** Opening RECORD EXCERPTS block **

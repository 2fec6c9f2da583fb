//! Dispatch Layer
//!
//! Executes a [`DataRequest`] against a selected upstream: builds the
//! absolute URL, sets encoding headers, measures latency, classifies the
//! response, and feeds the outcome back into the registry. Retryable
//! failures move to the next candidate with the failed index excluded until
//! the retry budget runs out.

use crate::classify::{classify, error_indicates_not_found, ResponseClass, STATUS_TRANSPORT};
use crate::error::GatewayError;
use crate::registry::{UpstreamKind, UpstreamRegistry};
use crate::request::{BodyEncoding, DataRequest, HttpVerb};
use crate::select::{select, SelectOutcome};
use serde_json::Value;
use std::sync::Arc;
use std::time::{Duration, Instant};

/// Dispatcher tuning knobs.
#[derive(Debug, Clone)]
pub struct DispatchConfig {
    /// Per-attempt timeout.
    pub request_timeout: Duration,
    pub connect_timeout: Duration,
    /// Upper bound on attempts per request, further capped by pool size.
    pub max_retries: usize,
    /// Pause before spilling into overflow slots when a pool is saturated.
    pub saturation_wait: Duration,
}

impl Default for DispatchConfig {
    fn default() -> Self {
        Self {
            request_timeout: Duration::from_secs(20),
            connect_timeout: Duration::from_secs(5),
            max_retries: 3,
            saturation_wait: Duration::from_millis(200),
        }
    }
}

/// Issues upstream attempts for data requests.
#[derive(Debug, Clone)]
pub struct Dispatcher {
    registry: Arc<UpstreamRegistry>,
    client: reqwest::Client,
    config: DispatchConfig,
}

impl Dispatcher {
    /// Build a dispatcher and its HTTP client.
    ///
    /// # Errors
    /// Returns [`GatewayError::Fatal`] if the TLS backend cannot initialize.
    pub fn new(registry: Arc<UpstreamRegistry>, config: DispatchConfig) -> Result<Self, GatewayError> {
        let client = reqwest::Client::builder()
            .tcp_keepalive(Duration::from_secs(30))
            .connect_timeout(config.connect_timeout)
            .timeout(config.request_timeout)
            .redirect(reqwest::redirect::Policy::limited(3))
            .build()
            .map_err(|e| GatewayError::Fatal(format!("http client init: {e}")))?;
        Ok(Self {
            registry,
            client,
            config,
        })
    }

    #[must_use]
    pub fn registry(&self) -> &Arc<UpstreamRegistry> {
        &self.registry
    }

    /// Fetch a data request, failing over across the pool until the retry
    /// budget is exhausted or a terminal class arrives.
    #[tracing::instrument(skip(self, dr), fields(path = %dr.path, method = dr.rpc_method.as_deref().unwrap_or("")))]
    pub async fn fetch(&self, dr: &DataRequest) -> Result<Vec<u8>, GatewayError> {
        let kind = UpstreamKind::for_request(dr.kind).ok_or_else(|| {
            GatewayError::Fatal("internal request reached the external dispatcher".into())
        })?;
        let pool_len = self.registry.pool(kind).len();
        if pool_len == 0 {
            return Err(GatewayError::ResourceExhausted(format!(
                "no {} upstreams configured",
                kind.as_str()
            )));
        }

        let budget = pool_len.min(self.config.max_retries.max(1));
        let method = dr.rpc_method.as_deref();
        let mut exclude = 0u64;
        let mut last_error: Option<GatewayError> = None;

        for _ in 0..budget {
            let Some((idx, overflow)) = self.pick(kind, exclude, dr).await else {
                break;
            };
            if !self.registry.on_attempt_start(kind, idx, overflow) {
                if idx < 64 {
                    exclude |= 1 << idx;
                }
                last_error.get_or_insert_with(|| {
                    GatewayError::ResourceExhausted("upstream refused attempt slot".into())
                });
                continue;
            }

            let url = join_url(&self.registry.pool(kind)[idx].url, &dr.path);
            let started = Instant::now();
            let outcome = self.attempt(dr, &url).await;
            let latency = started.elapsed();

            match outcome {
                Err(message) => {
                    self.registry.on_attempt_end(
                        kind,
                        idx,
                        latency,
                        ResponseClass::Retry,
                        STATUS_TRANSPORT,
                        method,
                    );
                    if idx < 64 {
                        exclude |= 1 << idx;
                    }
                    last_error = Some(GatewayError::Transport(message));
                }
                Ok((status, body)) => {
                    if rpc_error_code(&body) == Some(-32029) {
                        self.registry.note_rate_limited(kind, idx);
                    }
                    let class = classify(status, &body, dr);
                    self.registry
                        .on_attempt_end(kind, idx, latency, class, status, method);
                    match class {
                        ResponseClass::Success => {
                            return Ok(body);
                        }
                        ResponseClass::Retry => {
                            if idx < 64 {
                                exclude |= 1 << idx;
                            }
                            // absence-shaped retries exhaust to NotFound
                            last_error = Some(if error_indicates_not_found(status, dr, &body) {
                                GatewayError::NotFound(excerpt(&body))
                            } else {
                                GatewayError::UpstreamServer {
                                    status,
                                    message: excerpt(&body),
                                }
                            });
                        }
                        ResponseClass::MethodNotSupported => {
                            if let Some(m) = method {
                                self.registry.mark_unsupported(kind, idx, m);
                            }
                            if idx < 64 {
                                exclude |= 1 << idx;
                            }
                            last_error = Some(GatewayError::MethodNotSupported {
                                method: method.unwrap_or("<unknown>").to_string(),
                            });
                        }
                        ResponseClass::UserError => {
                            return Err(GatewayError::UpstreamUser {
                                status,
                                message: excerpt(&body),
                            });
                        }
                        ResponseClass::NotFound => {
                            return Err(GatewayError::NotFound(excerpt(&body)));
                        }
                    }
                }
            }
        }

        Err(last_error.unwrap_or_else(|| {
            GatewayError::ResourceExhausted(format!(
                "no remaining {} candidate",
                kind.as_str()
            ))
        }))
    }

    /// One selection pass, waiting out saturation once before overflowing.
    async fn pick(&self, kind: UpstreamKind, exclude: u64, dr: &DataRequest) -> Option<(usize, bool)> {
        let method = dr.rpc_method.as_deref();
        match select(
            &self.registry,
            kind,
            exclude,
            dr.preferred_flags,
            method,
            dr.min_block,
        ) {
            SelectOutcome::Chosen(idx) => Some((idx, false)),
            SelectOutcome::None => None,
            SelectOutcome::Saturated(_) => {
                tokio::time::sleep(self.config.saturation_wait).await;
                match select(
                    &self.registry,
                    kind,
                    exclude,
                    dr.preferred_flags,
                    method,
                    dr.min_block,
                ) {
                    SelectOutcome::Chosen(idx) => Some((idx, false)),
                    SelectOutcome::Saturated(best) => Some((best, true)),
                    SelectOutcome::None => None,
                }
            }
        }
    }

    /// One HTTP attempt. `Err` carries a transport description; `Ok` carries
    /// the status and raw body regardless of status class.
    async fn attempt(&self, dr: &DataRequest, url: &str) -> Result<(u16, Vec<u8>), String> {
        let mut builder = match dr.verb {
            HttpVerb::Get => self.client.get(url),
            HttpVerb::Post => self.client.post(url),
        };
        builder = builder.header(reqwest::header::ACCEPT, dr.encoding.mime());
        if let Some(payload) = &dr.payload {
            let content_type = match dr.encoding {
                BodyEncoding::Json => "application/json",
                BodyEncoding::Ssz | BodyEncoding::Octet => "application/octet-stream",
            };
            builder = builder
                .header(reqwest::header::CONTENT_TYPE, content_type)
                .body(payload.clone());
        }

        let response = builder.send().await.map_err(|e| e.to_string())?;
        let status = response.status().as_u16();
        let body = response.bytes().await.map_err(|e| e.to_string())?;
        Ok((status, body.to_vec()))
    }
}

fn join_url(base: &str, path: &str) -> String {
    let base = base.trim_end_matches('/');
    if path.is_empty() {
        base.to_string()
    } else {
        format!("{base}/{}", path.trim_start_matches('/'))
    }
}

fn rpc_error_code(body: &[u8]) -> Option<i64> {
    let value: Value = serde_json::from_slice(body).ok()?;
    value.get("error")?.get("code")?.as_i64()
}

/// Short user-facing excerpt of an upstream body; JSON-RPC error messages
/// pass through whole.
fn excerpt(body: &[u8]) -> String {
    if let Ok(value) = serde_json::from_slice::<Value>(body) {
        if let Some(message) = value
            .get("error")
            .and_then(|e| e.get("message"))
            .and_then(Value::as_str)
        {
            return message.to_string();
        }
        if let Some(message) = value.get("message").and_then(Value::as_str) {
            return message.to_string();
        }
    }
    let text = String::from_utf8_lossy(body);
    let trimmed = text.trim();
    if trimmed.chars().count() > 200 {
        let head: String = trimmed.chars().take(200).collect();
        format!("{head}…")
    } else {
        trimmed.to_string()
    }
}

** Closing RECORD EXCERPTS block **

* _TRY IT_
Whenever the word "application" appears in a line of the listing, report that line.

* _TASK RESULT_
                BodyEncoding::Json => "application/json",
                BodyEncoding::Ssz | BodyEncoding::Octet => "application/octet-stream",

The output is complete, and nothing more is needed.